Records excerpted from a collection
• • • • • • •

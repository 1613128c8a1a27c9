use crate::coerce::apply_cell;
use crate::error::ImportError;
use crate::mapping::Mapping;
use crate::record::BuyerDraft;
use crate::schema::field_by_key;
use serde::Serialize;
use std::collections::HashSet;
use std::io;

pub const DEFAULT_BATCH_SIZE: usize = 50;

#[derive(Debug, Clone, PartialEq, Eq)]
pub struct ParsedCsv {
    pub headers: Vec<String>,
    pub rows: Vec<Vec<String>>,
}

/// Reads delimiter-separated text with a header row; empty lines are
/// skipped. A malformed file fails as a whole with the parser's message and
/// retains nothing.
pub fn parse_csv<R: io::Read>(reader: R) -> Result<ParsedCsv, ImportError> {
    let mut rdr = csv::ReaderBuilder::new()
        .has_headers(true)
        .flexible(true)
        .from_reader(reader);

    let headers = rdr
        .headers()
        .map_err(|err| ImportError::Parse(err.to_string()))?
        .iter()
        .map(str::to_string)
        .collect();

    let mut rows = Vec::new();
    for record in rdr.records() {
        let record = record.map_err(|err| ImportError::Parse(err.to_string()))?;
        if record.iter().all(|cell| cell.trim().is_empty()) {
            continue;
        }
        rows.push(record.iter().map(str::to_string).collect());
    }

    Ok(ParsedCsv { headers, rows })
}

/// Coerces every parsed row through the mapping and applies defaults.
/// An empty mapping never reaches the store.
pub fn build_records(parsed: &ParsedCsv, mapping: &Mapping) -> Result<Vec<BuyerDraft>, ImportError> {
    if mapping.is_empty() {
        return Err(ImportError::Validation(
            "no target fields mapped".to_string(),
        ));
    }

    let mut records = Vec::with_capacity(parsed.rows.len());
    for row in &parsed.rows {
        let mut draft = BuyerDraft::default();
        for (key, column) in mapping.entries() {
            let raw = row.get(column).map(String::as_str).unwrap_or("");
            apply_cell(&mut draft, field_by_key(key), raw);
        }
        draft.apply_defaults();
        records.push(draft);
    }
    Ok(records)
}

#[derive(Debug, Clone, Copy, Default, PartialEq, Eq)]
pub enum DedupePolicy {
    /// Repeat imports may duplicate rows; matches the historical behavior.
    #[default]
    None,
    Email,
    Phone,
}

#[derive(Debug, Clone, Default)]
pub struct ImportOptions {
    pub batch_size: usize,
    pub dedupe: DedupePolicy,
    /// Keys already present in the store, lowercased, per the active policy.
    pub existing_keys: HashSet<String>,
}

impl ImportOptions {
    pub fn new(batch_size: usize) -> Self {
        Self {
            batch_size,
            ..Default::default()
        }
    }
}

/// One store round-trip per call. Implementations translate their own
/// failure type into `ImportError::Store`.
pub trait BuyerSink {
    fn insert_batch(&mut self, batch: &[BuyerDraft]) -> Result<(), ImportError>;
}

#[derive(Debug, Clone, Default, PartialEq, Eq, Serialize)]
pub struct ImportReport {
    pub total_rows: usize,
    pub inserted: usize,
    pub skipped_duplicates: usize,
    pub batches: usize,
}

/// Submits records in fixed-size batches, strictly in order. Progress is
/// recomputed after each batch as a rounded whole percentage. The first
/// failing batch aborts the run; earlier batches stay persisted and later
/// ones are never attempted.
pub fn run_import<F>(
    records: Vec<BuyerDraft>,
    sink: &mut dyn BuyerSink,
    options: &ImportOptions,
    mut progress: F,
) -> Result<ImportReport, ImportError>
where
    F: FnMut(u8),
{
    let batch_size = options.batch_size.max(1);
    let total_rows = records.len();

    let mut seen = options.existing_keys.clone();
    let mut retained = Vec::with_capacity(records.len());
    let mut skipped_duplicates = 0;
    for record in records {
        match record.dedupe_key(options.dedupe) {
            Some(key) if !seen.insert(key.clone()) => skipped_duplicates += 1,
            _ => retained.push(record),
        }
    }

    let total = retained.len();
    let mut report = ImportReport {
        total_rows,
        skipped_duplicates,
        ..Default::default()
    };

    for batch in retained.chunks(batch_size) {
        sink.insert_batch(batch)?;
        report.inserted += batch.len();
        report.batches += 1;
        let percent = (report.inserted as f64 / total as f64 * 100.0).round() as u8;
        progress(percent);
    }

    Ok(report)
}

#[derive(Debug, Clone, Copy, PartialEq, Eq)]
pub enum ImportState {
    Idle,
    Parsed,
    Mapping,
    Importing,
    Done,
    Error,
}

/// Drives one import attempt: Idle, Parsed, Mapping, Importing, then Done
/// or Error. Errors are terminal for the attempt but the session is
/// reusable; loading another file starts over.
#[derive(Debug, Default)]
pub struct ImportSession {
    state: Option<SessionState>,
    last_error: Option<String>,
}

#[derive(Debug)]
enum SessionState {
    Parsed(ParsedCsv),
    Mapped(ParsedCsv, Mapping),
    Finished,
    Failed,
}

impl ImportSession {
    pub fn new() -> Self {
        Self::default()
    }

    pub fn state(&self) -> ImportState {
        match &self.state {
            None => ImportState::Idle,
            Some(SessionState::Parsed(_)) => ImportState::Parsed,
            Some(SessionState::Mapped(_, _)) => ImportState::Mapping,
            Some(SessionState::Finished) => ImportState::Done,
            Some(SessionState::Failed) => ImportState::Error,
        }
    }

    pub fn last_error(&self) -> Option<&str> {
        self.last_error.as_deref()
    }

    pub fn load<R: io::Read>(&mut self, reader: R) -> Result<&ParsedCsv, ImportError> {
        self.last_error = None;
        match parse_csv(reader) {
            Ok(parsed) => {
                self.state = Some(SessionState::Parsed(parsed));
                match &self.state {
                    Some(SessionState::Parsed(parsed)) => Ok(parsed),
                    _ => unreachable!("state just set"),
                }
            }
            Err(err) => {
                self.state = Some(SessionState::Failed);
                self.last_error = Some(err.to_string());
                Err(err)
            }
        }
    }

    pub fn headers(&self) -> Option<&[String]> {
        match &self.state {
            Some(SessionState::Parsed(parsed)) | Some(SessionState::Mapped(parsed, _)) => {
                Some(&parsed.headers)
            }
            _ => None,
        }
    }

    pub fn row_count(&self) -> usize {
        match &self.state {
            Some(SessionState::Parsed(parsed)) | Some(SessionState::Mapped(parsed, _)) => {
                parsed.rows.len()
            }
            _ => 0,
        }
    }

    pub fn set_mapping(&mut self, mapping: Mapping) -> Result<(), ImportError> {
        if mapping.is_empty() {
            return Err(ImportError::Validation(
                "no target fields mapped".to_string(),
            ));
        }
        match self.state.take() {
            Some(SessionState::Parsed(parsed)) | Some(SessionState::Mapped(parsed, _)) => {
                self.state = Some(SessionState::Mapped(parsed, mapping));
                Ok(())
            }
            other => {
                self.state = other;
                Err(ImportError::Validation(
                    "no parsed file to map".to_string(),
                ))
            }
        }
    }

    /// Coerced records without any store interaction; requires a mapping.
    pub fn preview(&self) -> Result<Vec<BuyerDraft>, ImportError> {
        match &self.state {
            Some(SessionState::Mapped(parsed, mapping)) => build_records(parsed, mapping),
            _ => Err(ImportError::Validation(
                "import is not ready to run".to_string(),
            )),
        }
    }

    /// Coerces, dedupes, and submits. On success the transient rows are
    /// dropped and the caller reloads its buyer collection.
    pub fn run<F>(
        &mut self,
        sink: &mut dyn BuyerSink,
        options: &ImportOptions,
        progress: F,
    ) -> Result<ImportReport, ImportError>
    where
        F: FnMut(u8),
    {
        let (parsed, mapping) = match self.state.take() {
            Some(SessionState::Mapped(parsed, mapping)) => (parsed, mapping),
            other => {
                self.state = other;
                return Err(ImportError::Validation(
                    "import is not ready to run".to_string(),
                ));
            }
        };

        let outcome = build_records(&parsed, &mapping)
            .and_then(|records| run_import(records, sink, options, progress));
        match outcome {
            Ok(report) => {
                self.state = Some(SessionState::Finished);
                self.last_error = None;
                Ok(report)
            }
            Err(err) => {
                self.state = Some(SessionState::Failed);
                self.last_error = Some(err.to_string());
                Err(err)
            }
        }
    }

    pub fn reset(&mut self) {
        self.state = None;
        self.last_error = None;
    }
}

#[cfg(test)]
mod tests {
    use super::{
        build_records, parse_csv, run_import, BuyerSink, DedupePolicy, ImportOptions,
        ImportSession, ImportState,
    };
    use crate::error::ImportError;
    use crate::mapping::Mapping;
    use crate::record::BuyerDraft;

    #[derive(Default)]
    struct MemorySink {
        batches: Vec<Vec<BuyerDraft>>,
        fail_on_batch: Option<usize>,
    }

    impl BuyerSink for MemorySink {
        fn insert_batch(&mut self, batch: &[BuyerDraft]) -> Result<(), ImportError> {
            if self.fail_on_batch == Some(self.batches.len() + 1) {
                return Err(ImportError::Store("duplicate key value".to_string()));
            }
            self.batches.push(batch.to_vec());
            Ok(())
        }
    }

    fn drafts(count: usize) -> Vec<BuyerDraft> {
        (0..count)
            .map(|i| BuyerDraft {
                fname: Some(format!("Buyer {i}")),
                email: Some(format!("buyer{i}@example.com")),
                ..Default::default()
            })
            .collect()
    }

    #[test]
    fn parse_skips_empty_lines_and_keeps_headers() {
        let data = "Email,Score\nann@example.com,90\n\n,,\nbob@example.com,70\n";
        let parsed = parse_csv(data.as_bytes()).expect("parse");
        assert_eq!(parsed.headers, vec!["Email", "Score"]);
        assert_eq!(parsed.rows.len(), 2);
    }

    #[test]
    fn parse_surfaces_parser_message() {
        let data: &[u8] = b"Email,Score\nann@example.com,90\n\xff\xfe,50\n";
        let err = parse_csv(data).unwrap_err();
        assert!(matches!(err, ImportError::Parse(_)));
    }

    #[test]
    fn build_records_requires_a_mapping() {
        let parsed = parse_csv("Email\nann@example.com\n".as_bytes()).expect("parse");
        let err = build_records(&parsed, &Mapping::default()).unwrap_err();
        assert!(matches!(err, ImportError::Validation(_)));
    }

    #[test]
    fn build_records_coerces_and_defaults() {
        let data = "Email,Score,Is VIP?,Tags\nann@example.com,,Yes,\"Investor, Cash Buyer\"\n";
        let parsed = parse_csv(data.as_bytes()).expect("parse");
        let mapping = Mapping::auto(&parsed.headers);
        let records = build_records(&parsed, &mapping).expect("build");
        assert_eq!(records.len(), 1);
        let record = &records[0];
        assert_eq!(record.email.as_deref(), Some("ann@example.com"));
        // Empty score cell is absent at coercion time, then defaulted.
        assert_eq!(record.score, Some(0));
        assert_eq!(record.vip, Some(true));
        assert_eq!(record.status.as_deref(), Some("lead"));
        assert_eq!(
            record.tags,
            Some(vec!["Investor".to_string(), "Cash Buyer".to_string()])
        );
    }

    #[test]
    fn progress_sequence_for_120_records_in_batches_of_50() {
        let mut sink = MemorySink::default();
        let mut seen = Vec::new();
        let report = run_import(
            drafts(120),
            &mut sink,
            &ImportOptions::new(50),
            |percent| seen.push(percent),
        )
        .expect("run");

        assert_eq!(seen, vec![42, 83, 100]);
        assert_eq!(report.inserted, 120);
        assert_eq!(report.batches, 3);
        assert_eq!(sink.batches.len(), 3);
        assert_eq!(sink.batches[0].len(), 50);
        assert_eq!(sink.batches[2].len(), 20);
    }

    #[test]
    fn failing_batch_aborts_and_keeps_prior_batches() {
        let mut sink = MemorySink {
            fail_on_batch: Some(2),
            ..Default::default()
        };
        let mut seen = Vec::new();
        let err = run_import(
            drafts(150),
            &mut sink,
            &ImportOptions::new(50),
            |percent| seen.push(percent),
        )
        .unwrap_err();

        assert_eq!(err, ImportError::Store("duplicate key value".to_string()));
        // Batch 1 persisted, batch 3 never attempted.
        assert_eq!(sink.batches.len(), 1);
        assert_eq!(seen, vec![33]);
    }

    #[test]
    fn dedupe_skips_existing_and_in_file_duplicates() {
        let mut records = drafts(3);
        records.push(records[0].clone());

        let mut options = ImportOptions::new(50);
        options.dedupe = DedupePolicy::Email;
        options
            .existing_keys
            .insert("buyer1@example.com".to_string());

        let mut sink = MemorySink::default();
        let report = run_import(records, &mut sink, &options, |_| {}).expect("run");
        assert_eq!(report.inserted, 2);
        assert_eq!(report.skipped_duplicates, 2);
    }

    #[test]
    fn session_walks_the_state_machine() {
        let mut session = ImportSession::new();
        assert_eq!(session.state(), ImportState::Idle);

        let data = "Email,Score\nann@example.com,90\nbob@example.com,70\n";
        session.load(data.as_bytes()).expect("load");
        assert_eq!(session.state(), ImportState::Parsed);
        assert_eq!(session.row_count(), 2);

        let headers: Vec<String> = session.headers().expect("headers").to_vec();
        session
            .set_mapping(Mapping::auto(&headers))
            .expect("mapping");
        assert_eq!(session.state(), ImportState::Mapping);

        let mut sink = MemorySink::default();
        let report = session
            .run(&mut sink, &ImportOptions::new(50), |_| {})
            .expect("run");
        assert_eq!(session.state(), ImportState::Done);
        assert_eq!(report.inserted, 2);

        session.reset();
        assert_eq!(session.state(), ImportState::Idle);
    }

    #[test]
    fn session_rejects_running_without_mapping() {
        let mut session = ImportSession::new();
        session
            .load("Email\nann@example.com\n".as_bytes())
            .expect("load");
        let mut sink = MemorySink::default();
        let err = session
            .run(&mut sink, &ImportOptions::new(50), |_| {})
            .unwrap_err();
        assert!(matches!(err, ImportError::Validation(_)));
        // The parsed file survives an invalid transition.
        assert_eq!(session.state(), ImportState::Parsed);
    }

    #[test]
    fn session_records_parse_failures() {
        let mut session = ImportSession::new();
        let data: &[u8] = b"Email\n\xff\xfe\n";
        let err = session.load(data).unwrap_err();
        assert!(matches!(err, ImportError::Parse(_)));
        assert_eq!(session.state(), ImportState::Error);
        assert!(session.last_error().is_some());
        assert_eq!(session.row_count(), 0);
    }

    #[test]
    fn empty_mapping_cannot_be_set() {
        let mut session = ImportSession::new();
        session
            .load("Email\nann@example.com\n".as_bytes())
            .expect("load");
        let err = session.set_mapping(Mapping::default()).unwrap_err();
        assert!(matches!(err, ImportError::Validation(_)));
    }
}
use chrono::{DateTime, Local, NaiveDate, NaiveDateTime, TimeZone, Utc};
use thiserror::Error;

const DATETIME_FORMATS: [&str; 4] = [
    "%Y-%m-%d %H:%M",
    "%Y-%m-%dT%H:%M",
    "%Y-%m-%d %H:%M:%S",
    "%Y-%m-%dT%H:%M:%S",
];

#[derive(Debug, Error)]
pub enum TimeParseError {
    #[error("timestamp cannot be empty")]
    Empty,
    #[error("invalid date")]
    InvalidDate,
    #[error("invalid datetime format: expected YYYY-MM-DD or YYYY-MM-DD HH:MM")]
    InvalidDateTime,
    #[error("ambiguous local time: {0}")]
    AmbiguousLocalTime(String),
}

pub fn now_utc() -> i64 {
    Utc::now().timestamp()
}

pub fn parse_local_timestamp(input: &str) -> Result<i64, TimeParseError> {
    let trimmed = input.trim();
    if trimmed.is_empty() {
        return Err(TimeParseError::Empty);
    }

    if let Ok(date) = NaiveDate::parse_from_str(trimmed, "%Y-%m-%d") {
        let naive = date
            .and_hms_opt(0, 0, 0)
            .ok_or(TimeParseError::InvalidDate)?;
        return local_to_utc_timestamp(naive);
    }

    for fmt in DATETIME_FORMATS {
        if let Ok(dt) = NaiveDateTime::parse_from_str(trimmed, fmt) {
            return local_to_utc_timestamp(dt);
        }
    }

    Err(TimeParseError::InvalidDateTime)
}

pub fn format_timestamp_date(ts: i64) -> String {
    let dt = DateTime::<Utc>::from_timestamp(ts, 0)
        .unwrap_or_else(|| DateTime::<Utc>::from_timestamp(0, 0).unwrap())
        .with_timezone(&Local);
    dt.format("%Y-%m-%d").to_string()
}

pub fn format_timestamp_datetime(ts: i64) -> String {
    let dt = DateTime::<Utc>::from_timestamp(ts, 0)
        .unwrap_or_else(|| DateTime::<Utc>::from_timestamp(0, 0).unwrap())
        .with_timezone(&Local);
    dt.format("%Y-%m-%d %H:%M").to_string()
}

fn local_to_utc_timestamp(naive: NaiveDateTime) -> Result<i64, TimeParseError> {
    let local = Local
        .from_local_datetime(&naive)
        .single()
        .ok_or_else(|| TimeParseError::AmbiguousLocalTime(naive.to_string()))?;
    Ok(local.with_timezone(&Utc).timestamp())
}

• • • • • • •

=== PROBLEM ===
Count every line that holds the word "never" in the entries, and state the result alone.

=== ANSWER TO THIS EXERCISE ===
3